The answer to this question is not as easy as it would seem. First, let’s start by stating that planting citronella grass in your garden will not repel mosquitoes. The oil must be extracted for it to work. Because mosquitoes carry disease, clinical studies have examined ways to eliminate mosquitoes, including citronella oil made from the grass.
A study was conducted by the Journal of Vector Ecology that compared candles containing citronella, linalool, and geraniol with 5% of the active ingredient and diffusers of the oils. The study found that citronella candles were only 14% effective at repelling mosquitoes, while citronella diffusers were 68% effective. The diffusers contained 100% oil. The study found that diffusers placed 19 feet from mosquito traps were 22% effective at repelling female mosquitoes.
These studies tell us that the concentration of citronella is an important factor in how well the product works to repel mosquitoes. This means that some candles might be more effective than others, depending on the amount and quality of oil in them. Field studies show a reduction in biting of about 50% when using citronella oil on the skin. Similar to the candle studies, this was found to lower the number of bites but not prevent them altogether.
Citronella is a volatile oil, which means that it evaporates into the air. This means that older candles might have lost their potency. Studies show that they are slightly effective, but they will not prevent 100% of mosquito bites. Also, how close you are sitting to the candle might make a difference.
Do Citronella Candles Work on Flies & Wasps?
Citronella has also been reported to repel flies and wasps. Many people think that citronella is a scent that mosquitoes, flies, and wasps do not like, but that is not the case. The reason why citronella works are that it masks the target, you, by covering the scent. It also works the same way for repelling flies, wasps, bees, and other flying insects. It is like putting a scent in a room that is so heavy they cannot smell the food.
Citronella candles have been reported to be effective against flies and wasps, but only if the candle was placed close to the food source that is attracting them. It is not always 100% effective, and the quality of the candle makes a difference.

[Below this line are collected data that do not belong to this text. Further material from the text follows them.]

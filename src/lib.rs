//! Event-driven real-time scheduler core
//!
//! A preemptive, priority-based scheduler for single-core microcontrollers:
//! - Fixed task table, registered once before the scheduler starts
//! - One FIFO ready queue per priority class with optional round robin
//! - Broadcast events, counting semaphores and binary mutexes sharing one
//!   32-bit event vector and one activation algorithm
//! - Absolute (cyclic) and relative (delay) timers resolved on the tick
//! - Context switching for ARM Cortex-M via PendSV

#![cfg_attr(not(test), no_std)]
#![deny(unsafe_op_in_unsafe_fn)]

// ============ Critical Section ============

#[cfg(target_arch = "arm")]
mod cs_impl {
    use cortex_m::interrupt;
    use cortex_m::register::primask;
    use critical_section::{set_impl, Impl, RawRestoreState};

    struct SingleCoreCriticalSection;
    set_impl!(SingleCoreCriticalSection);

    unsafe impl Impl for SingleCoreCriticalSection {
        unsafe fn acquire() -> RawRestoreState {
            let was_active = primask::read().is_active();
            interrupt::disable();
            was_active
        }

        unsafe fn release(was_active: RawRestoreState) {
            if was_active {
                unsafe { interrupt::enable() }
            }
        }
    }
}

// ============ Modules ============

pub mod log;
mod lang_items;

pub mod os;
pub mod sync;
pub mod port;

// ============ Re-exports ============

pub use os::config;
pub use os::config::*;
pub use os::critical;
pub use os::error;
pub use os::error::{OsError, OsResult};
pub use os::event;
pub use os::event::{Event, EventId, EventVector, MutexId, SemId, Timer, WaitMode, WaitSpec};
pub use os::kernel;
pub use os::kernel::{os_init, os_send, os_start, os_wait};
pub use os::prio;
pub use os::types;
pub use os::types::*;
pub use os::task;
pub use os::task::{os_task_register, StackRegion, StartCondition, TaskDescriptor, TaskFn};
pub use os::sched;
pub use os::sched::{Scheduler, WaitOutcome};
pub use os::time;
pub use port::Port;

#[cfg(feature = "sem")]
pub use sync::sem;

#[cfg(feature = "mutex")]
pub use sync::mutex;
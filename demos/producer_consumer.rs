//! Producer-Consumer example with a semaphore and a mutex

#![no_std]
#![no_main]

use core::sync::atomic::{AtomicU32, Ordering};

use cortex_m_rt::entry;
use defmt::info;
use ucsched::event::{EventVector, MutexId, SemId};
use ucsched::sem::{os_sem_count, os_sem_init};
use ucsched::task::{StackRegion, TaskDescriptor};
use ucsched::time::os_time_dly;
use ucsched::types::OsStkElement;
use ucsched::{os_send, os_task_register, os_wait, WaitMode};

const ITEMS: SemId = SemId::at(0);
const CONSOLE: MutexId = MutexId::at(0);

static PRODUCED: AtomicU32 = AtomicU32::new(0);
static CONSUMED: AtomicU32 = AtomicU32::new(0);

static mut PRODUCER_STK: [OsStkElement; 256] = [0; 256];
static mut CONSUMER_STK: [OsStkElement; 256] = [0; 256];

fn producer_task(_: EventVector) {
    loop {
        let n = PRODUCED.fetch_add(1, Ordering::Relaxed) + 1;
        let _ = os_send(ITEMS.into());

        let _ = os_wait(CONSOLE.into(), WaitMode::Any, 0);
        info!("[P] produced #{}, {} queued", n, os_sem_count(ITEMS));
        let _ = os_send(CONSOLE.into());

        let _ = os_time_dly(200);
    }
}

fn consumer_task(_: EventVector) {
    loop {
        let _ = os_wait(ITEMS.into(), WaitMode::Any, 0);
        let n = CONSUMED.fetch_add(1, Ordering::Relaxed) + 1;

        let _ = os_wait(CONSOLE.into(), WaitMode::Any, 0);
        info!("[C] consumed #{}", n);
        let _ = os_send(CONSOLE.into());

        for _ in 0..10_000 {
            cortex_m::asm::nop();
        }
    }
}

#[entry]
fn main() -> ! {
    info!("Producer-Consumer Demo");

    ucsched::os_init().expect("OS init failed");
    os_sem_init(ITEMS, 0).unwrap();

    let producer_stk = StackRegion::new(unsafe { &mut *core::ptr::addr_of_mut!(PRODUCER_STK) });
    let consumer_stk = StackRegion::new(unsafe { &mut *core::ptr::addr_of_mut!(CONSUMER_STK) });

    os_task_register(TaskDescriptor::new("P", producer_task, 5, producer_stk)).unwrap();
    os_task_register(TaskDescriptor::new("C", consumer_task, 10, consumer_stk)).unwrap();

    info!("Starting...");
    ucsched::os_start().expect("OS start failed");

    loop {
        cortex_m::asm::wfi();
    }
}
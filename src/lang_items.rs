//! Language items and default exception handlers

// When defmt feature is enabled on ARM targets, use defmt_rtt and panic_probe
#[cfg(all(feature = "defmt", target_arch = "arm"))]
use defmt_rtt as _;

#[cfg(all(feature = "defmt", target_arch = "arm"))]
use panic_probe as _;

#[cfg(all(feature = "defmt", target_arch = "arm"))]
#[defmt::panic_handler]
fn defmt_panic() -> ! {
    cortex_m::asm::udf()
}

// Panic handler when defmt is disabled
#[cfg(all(not(feature = "defmt"), target_arch = "arm"))]
#[panic_handler]
fn panic(_: &core::panic::PanicInfo) -> ! {
    loop {
        cortex_m::asm::udf();
    }
}

#[cfg(target_arch = "arm")]
#[cortex_m_rt::exception]
unsafe fn HardFault(_ef: &cortex_m_rt::ExceptionFrame) -> ! {
    loop {
        cortex_m::asm::udf();
    }
}

// Log lines carry the scheduler tick
#[cfg(all(feature = "defmt", target_arch = "arm"))]
defmt::timestamp!("{=u32}", crate::kernel::KERNEL.tick_get());
//! sea-orm entities for the recipes service.

pub mod favorites;
pub mod ingredients;
pub mod recipe_ingredients;
pub mod recipe_tags;
pub mod recipes;
pub mod shopping_carts;
pub mod subscriptions;
pub mod tags;
pub mod users;
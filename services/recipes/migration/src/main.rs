use sea_orm_migration::prelude::*;

use foodgram_recipes_migration::Migrator;

#[tokio::main]
async fn main() {
    cli::run_cli(Migrator).await;
}
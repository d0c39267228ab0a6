use axum::{
    extract::{OriginalUri, State},
    http::StatusCode,
};
use serde::{Deserialize, Serialize};

use foodgram_auth_types::identity::IdentityHeaders;
use foodgram_domain::pagination::Page;

use crate::domain::types::{RecipeSummary, SubscriptionItem};
use crate::error::RecipesServiceError;
use crate::handlers::extract::{Json, Path, Query};
use crate::handlers::{PageQuery, page_link};
use crate::handlers::user::UserResponse;
use crate::state::AppState;
use crate::usecase::subscription::{
    ListSubscriptionsUseCase, SubscribeUseCase, UnsubscribeUseCase,
};

// ── Response types ───────────────────────────────────────────────────────────

#[derive(Debug, Serialize)]
pub struct RecipeSummaryResponse {
    pub id: i32,
    pub name: String,
    pub image: Option<String>,
    pub cooking_time: i32,
}

impl RecipeSummaryResponse {
    pub fn new(recipe: RecipeSummary, state: &AppState) -> Self {
        Self {
            id: recipe.id,
            image: recipe.image.as_deref().map(|key| state.media_link(key)),
            name: recipe.name,
            cooking_time: recipe.cooking_time,
        }
    }
}

/// An author the caller follows, with a preview of their recipes.
#[derive(Debug, Serialize)]
pub struct SubscriptionResponse {
    #[serde(flatten)]
    pub author: UserResponse,
    pub recipes: Vec<RecipeSummaryResponse>,
    pub recipes_count: u64,
}

impl SubscriptionResponse {
    pub fn new(item: SubscriptionItem, state: &AppState) -> Self {
        Self {
            author: UserResponse::new(item.author, true, state),
            recipes: item
                .recipes
                .into_iter()
                .map(|recipe| RecipeSummaryResponse::new(recipe, state))
                .collect(),
            recipes_count: item.recipes_count,
        }
    }
}

#[derive(Debug, Default, Deserialize)]
pub struct RecipesLimitQuery {
    pub recipes_limit: Option<u64>,
}

#[derive(Debug, Default, Deserialize)]
pub struct SubscriptionListQuery {
    pub page: Option<u32>,
    pub limit: Option<u32>,
    pub recipes_limit: Option<u64>,
}

// ── GET /api/users/subscriptions ─────────────────────────────────────────────

pub async fn list_subscriptions(
    identity: IdentityHeaders,
    State(state): State<AppState>,
    Query(query): Query<SubscriptionListQuery>,
    OriginalUri(uri): OriginalUri,
) -> Result<Json<Page<SubscriptionResponse>>, RecipesServiceError> {
    let request = PageQuery {
        page: query.page,
        limit: query.limit,
    }
    .page_request();
    let usecase = ListSubscriptionsUseCase {
        repo: state.subscription_repo(),
    };
    let (items, count) = usecase
        .execute(identity.user_id, request, query.recipes_limit)
        .await?;
    let page = Page::new(items, count, request, |n| {
        page_link(&state.public_base_url, &uri, n)
    })
    .map(|item| SubscriptionResponse::new(item, &state));
    Ok(Json(page))
}

// ── POST /api/users/{id}/subscribe ───────────────────────────────────────────

pub async fn subscribe(
    identity: IdentityHeaders,
    State(state): State<AppState>,
    Path(author_id): Path<i32>,
    Query(query): Query<RecipesLimitQuery>,
) -> Result<(StatusCode, Json<SubscriptionResponse>), RecipesServiceError> {
    let usecase = SubscribeUseCase {
        repo: state.subscription_repo(),
        users: state.user_repo(),
    };
    let item = usecase
        .execute(identity.user_id, author_id, query.recipes_limit)
        .await?;
    tracing::info!(user_id = identity.user_id, author_id, "subscribed");
    Ok((
        StatusCode::CREATED,
        Json(SubscriptionResponse::new(item, &state)),
    ))
}

// ── DELETE /api/users/{id}/subscribe ─────────────────────────────────────────

pub async fn unsubscribe(
    identity: IdentityHeaders,
    State(state): State<AppState>,
    Path(author_id): Path<i32>,
) -> Result<StatusCode, RecipesServiceError> {
    let usecase = UnsubscribeUseCase {
        repo: state.subscription_repo(),
        users: state.user_repo(),
    };
    usecase.execute(identity.user_id, author_id).await?;
    Ok(StatusCode::NO_CONTENT)
}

What Other Scents to Mosquitoes Hate?
There are no known scents that mosquitoes “hate,” but other oils effectively cover up the scent that attracts them. The Journal of Vector Ecology study cited earlier found that the most effective oil against mosquitoes was linalool oil from the lemon bush. This one was effective for up to eight hours in a laboratory study. Other plant compounds that were found to be an effective protection for various lengths of time include:
- Clove oil
- Basil oil
- Kaffir Lime oil
- Mugwort oil
- Neem oil
- Rose geranium oil
- Lemongrass oil
- Palmarosa oil
- Thyme oil
- Peppermint oil
- Japanese mint oil
As you can see, many compounds effectively mask your scent so that mosquitoes cannot find you. If you plan to use these oils on your skin, it is important to make sure they are safe, and you need to make sure that you purchase food-grade oils. All of these oils were found to be effective for different time frames. The main difference in the length of time before they need to be reapplied is the rate of evaporation of the oil.
In answer to the question, Do citronella candles repel mosquitoes, the answer is yes, but with a few caveats. The first is that they are only partially effective, and the quality and amount of oil in the candle affect it. Also, you need to be close to the candle for it to work. Citronella candles did reduce the number of bites, but they did not prevent them completely.
Other oils have been found to be as effective, if not more so, in clinical studies if you are looking to avoid chemicals such as DEET.